--- START ---
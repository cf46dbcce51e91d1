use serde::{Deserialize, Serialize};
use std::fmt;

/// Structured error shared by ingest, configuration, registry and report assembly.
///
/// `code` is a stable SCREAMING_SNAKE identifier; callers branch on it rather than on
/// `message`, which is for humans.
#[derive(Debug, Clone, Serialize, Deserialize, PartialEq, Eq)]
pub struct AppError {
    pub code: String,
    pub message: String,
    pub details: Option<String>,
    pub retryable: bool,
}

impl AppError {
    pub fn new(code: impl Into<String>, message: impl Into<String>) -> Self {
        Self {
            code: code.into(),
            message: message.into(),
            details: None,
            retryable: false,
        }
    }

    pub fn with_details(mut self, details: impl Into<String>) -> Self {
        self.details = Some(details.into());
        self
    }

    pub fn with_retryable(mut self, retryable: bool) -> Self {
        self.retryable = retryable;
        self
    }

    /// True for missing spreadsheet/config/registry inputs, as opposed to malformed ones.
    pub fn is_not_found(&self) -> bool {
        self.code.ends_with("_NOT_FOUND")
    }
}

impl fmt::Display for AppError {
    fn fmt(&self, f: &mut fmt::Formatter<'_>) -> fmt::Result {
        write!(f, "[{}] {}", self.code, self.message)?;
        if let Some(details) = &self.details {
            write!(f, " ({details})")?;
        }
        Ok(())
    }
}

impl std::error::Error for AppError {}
--- END ---
*Exercise details:*
The answer must be a single number: the count of lines in the records above that contain the word "write".

*Response area:*
2